//! Catalog Configuration
//!
//! Server settings and one entry per collection, read from a JSON file.

use std::collections::BTreeMap;
use std::fs;
use std::path::{Path, PathBuf};

use serde::{Deserialize, Serialize};
use thiserror::Error;

use crate::query::fields::{DEFAULT_LIMIT, MAX_LIMIT};
use crate::query::{FieldMap, QueryPolicy, UnknownFieldPolicy};

/// Default configuration file location
pub const DEFAULT_CONFIG_PATH: &str = "./slimedex.json";

/// Configuration errors
#[derive(Debug, Error)]
pub enum ConfigError {
    #[error("Failed to read config file {}: {source}", path.display())]
    Read {
        path: PathBuf,
        #[source]
        source: std::io::Error,
    },

    #[error("Failed to parse config file {}: {source}", path.display())]
    Parse {
        path: PathBuf,
        #[source]
        source: serde_json::Error,
    },

    #[error("Invalid configuration: {0}")]
    Invalid(String),
}

/// HTTP server configuration
#[derive(Debug, Clone, Serialize, Deserialize)]
pub struct ServerConfig {
    /// Host to bind to (default: "0.0.0.0")
    #[serde(default = "default_host")]
    pub host: String,

    /// Port to bind to (default: 3000)
    #[serde(default = "default_port")]
    pub port: u16,

    /// Path prefix for collection routes (default: "/api")
    #[serde(default = "default_api_prefix")]
    pub api_prefix: String,

    /// CORS allowed origins; empty allows any origin
    #[serde(default)]
    pub cors_origins: Vec<String>,
}

fn default_host() -> String {
    "0.0.0.0".to_string()
}

fn default_port() -> u16 {
    3000
}

fn default_api_prefix() -> String {
    "/api".to_string()
}

impl Default for ServerConfig {
    fn default() -> Self {
        Self {
            host: default_host(),
            port: default_port(),
            api_prefix: default_api_prefix(),
            cors_origins: Vec::new(),
        }
    }
}

impl ServerConfig {
    /// Get the socket address string
    pub fn socket_addr(&self) -> String {
        format!("{}:{}", self.host, self.port)
    }
}

/// One collection: where its records live and how they may be queried
#[derive(Debug, Clone, Serialize, Deserialize)]
pub struct CollectionConfig {
    /// JSON array file holding the records
    pub data_path: PathBuf,

    #[serde(default = "default_identity_field")]
    pub identity_field: String,

    /// Fields stripped from every response
    #[serde(default = "default_hidden_fields")]
    pub hidden_fields: Vec<String>,

    #[serde(default = "default_limit")]
    pub default_limit: u64,

    #[serde(default = "default_max_limit")]
    pub max_limit: u64,

    #[serde(default)]
    pub unknown_fields: UnknownFieldPolicy,

    /// Filterable fields with their types and allowed operators
    #[serde(default)]
    pub fields: FieldMap,
}

fn default_identity_field() -> String {
    "id".to_string()
}

fn default_hidden_fields() -> Vec<String> {
    vec!["__v".to_string()]
}

fn default_limit() -> u64 {
    DEFAULT_LIMIT
}

fn default_max_limit() -> u64 {
    MAX_LIMIT
}

impl CollectionConfig {
    /// Query rules derived from this entry
    pub fn policy(&self) -> QueryPolicy {
        QueryPolicy {
            identity_field: self.identity_field.clone(),
            hidden_fields: self.hidden_fields.clone(),
            default_limit: self.default_limit,
            max_limit: self.max_limit,
            fields: self.fields.clone(),
            unknown_fields: self.unknown_fields,
        }
    }
}

/// Top-level configuration file
#[derive(Debug, Clone, Serialize, Deserialize)]
pub struct CatalogConfig {
    #[serde(default)]
    pub server: ServerConfig,

    pub collections: BTreeMap<String, CollectionConfig>,
}

impl CatalogConfig {
    /// Load and validate a configuration file.
    ///
    /// Relative data paths are resolved against the file's directory.
    pub fn load(path: &Path) -> Result<Self, ConfigError> {
        let content = fs::read_to_string(path).map_err(|source| ConfigError::Read {
            path: path.to_path_buf(),
            source,
        })?;

        let mut config: CatalogConfig =
            serde_json::from_str(&content).map_err(|source| ConfigError::Parse {
                path: path.to_path_buf(),
                source,
            })?;

        let base = path.parent().unwrap_or_else(|| Path::new("."));
        for collection in config.collections.values_mut() {
            if collection.data_path.is_relative() {
                collection.data_path = base.join(&collection.data_path);
            }
        }

        config.validate()?;
        Ok(config)
    }

    /// Check cross-field constraints serde cannot express
    pub fn validate(&self) -> Result<(), ConfigError> {
        if self.collections.is_empty() {
            return Err(ConfigError::Invalid(
                "at least one collection must be configured".to_string(),
            ));
        }

        if !self.server.api_prefix.starts_with('/') {
            return Err(ConfigError::Invalid(format!(
                "api_prefix must start with '/': {}",
                self.server.api_prefix
            )));
        }

        for (name, collection) in &self.collections {
            if name.is_empty() || name.contains('/') {
                return Err(ConfigError::Invalid(format!(
                    "invalid collection name '{}'",
                    name
                )));
            }
            if collection.identity_field.is_empty() {
                return Err(ConfigError::Invalid(format!(
                    "collection '{}': identity_field must not be empty",
                    name
                )));
            }
            if collection.default_limit == 0 {
                return Err(ConfigError::Invalid(format!(
                    "collection '{}': default_limit must be at least 1",
                    name
                )));
            }
            if collection.max_limit < collection.default_limit {
                return Err(ConfigError::Invalid(format!(
                    "collection '{}': max_limit {} is below default_limit {}",
                    name, collection.max_limit, collection.default_limit
                )));
            }
        }

        Ok(())
    }
}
☆ ☆ ☆
HOW TO COMPLETE THIS TASK: Using the material above, return each line in which the word "impl" occurs.

RESULT OF THIS TASK:
impl Default for ServerConfig {
impl ServerConfig {
impl CollectionConfig {
impl CatalogConfig {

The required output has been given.